Search Considered Integral
Ryan Barrows, Jim Traverso, Morgan Stanley; ACM Queue
A combination of tagging, categorization, and navigation can help
end-users leverage the power of enterprise search. "Most corporations
must leverage their data for competitive advantage. The volume of data
available to a knowledge worker has grown dramatically over the past
few years, and, while a good amount lives in large databases, an
important subset exists only as unstructured or semi-structured data.
Without the right systems, this leads to a continuously deteriorating
signal-to-noise ratio, creating an obstacle for busy users trying to
locate information quickly. Three flavors of enterprise search
solutions help improve knowledge discovery: Raw engines, Intranet
appliances, and desktop search. All three search solutions are likely
to show up in an enterprise with massive information management
challenges. At Morgan Stanley we have had a group working on intranet
search and raw search engines for more than five years and have been
experimenting with desktop search since 2004. A fourth piece of this
puzzle has yet to be popularized: combining tagging, categorization,
and navigation to improve the overall experience for the end user.
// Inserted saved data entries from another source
use std::time::Instant;

use crate::{ShootDecision, TeamColor};

/// Aim mode byte from the micro-controller. Carried through the pipeline
/// uninterpreted; only the auto-aim mode drives this process.
#[derive(Debug, Clone, Copy, PartialEq, Eq, Default)]
pub struct AimMode(pub u8);

/// One stamped gimbal attitude message.
///
/// Angles are in degrees, as sent by the micro-controller, relative to the
/// power-on attitude. The stamp is monotonic host time assigned when the
/// frame was parsed off the wire.
#[derive(Debug, Clone, Copy)]
pub struct ImuSample {
    pub roll_deg: f64,
    pub pitch_deg: f64,
    pub yaw_deg: f64,
    pub stamp: Instant,
    pub ally_color: TeamColor,
    pub aim_mode: AimMode,
    pub shoot_decision: ShootDecision,
    pub remaining_hp: u8,
}

impl ImuSample {
    /// A zero-attitude sample, mostly useful in tests.
    pub fn zero(stamp: Instant) -> ImuSample {
        ImuSample {
            roll_deg: 0.0,
            pitch_deg: 0.0,
            yaw_deg: 0.0,
            stamp,
            ally_color: TeamColor::Red,
            aim_mode: AimMode::default(),
            shoot_decision: ShootDecision::ALL,
            remaining_hp: 0,
        }
    }
}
This piece is needed, as machine-relevance algorithms alone are not
good enough to produce high-quality intranet results. In this article
we discuss what such a system looks like, with a particular emphasis
on solving enterprise-scale problems."
Web Inventor Sees His Brainchild Ready for Big Leap
Lucas van Grinsven, eWEEK
The World Wide Web is on the cusp of making its next big leap to
become an open environment for collaboration and its inventor said he
has not been so optimistic in years. Still, Tim Berners-Lee, the Briton
who invented and then gave away the World Wide Web, warns that Internet
crime and anti-competitive behavior need to be fought tooth and nail.
Currently the director of the World Wide Web Consortium (W3C) which is
a U.S.-headquartered forum of companies and organizations to improve
the Web, Berners-Lee is only now realising his early vision of a two-way
Web where people can easily work together on the same page and where
the content on a page can be recognized by computers. Google Maps, whose
geographic maps turn up on other sites combined with services, and photo
sharing site Flickr, where members comment on each other's postings and
developers can use the pictures to create new applications, are early
examples of how Web sites can combine data from different sources. A new
query language, SPARQL (pronounced "Sparkle"), is designed to make Web
pages easier for machines to read, allowing all sorts of different data
to be put to work on the Web. Berners-Lee is also concerned about how
some Internet providers in the United States have started to filter data,
giving priority to premium data for which the operator receives an
additional fee. They can do this, because they own the cables, the
service, the portals and other key applications. "The public will demand
an open Internet... I tried then to make the Web technology, in turn, a
universal, neutral, platform... It is of the utmost importance that, if
I connect to the Internet, and you connect to the Internet, that we can
then run any Internet application we want, without discrimination as to
who we are or what we are doing."
See also: on Net Neutrality
First Public Draft of Open XML is Published by Ecma
Andy Updegrove, Consortium Standards Bulletin
"The first draft of Open XML has been posted for public viewing at the
Ecma Website, five months after Ecma accepted Microsoft's submission of
what was then less-appealingly referred to as the XML Reference Schema.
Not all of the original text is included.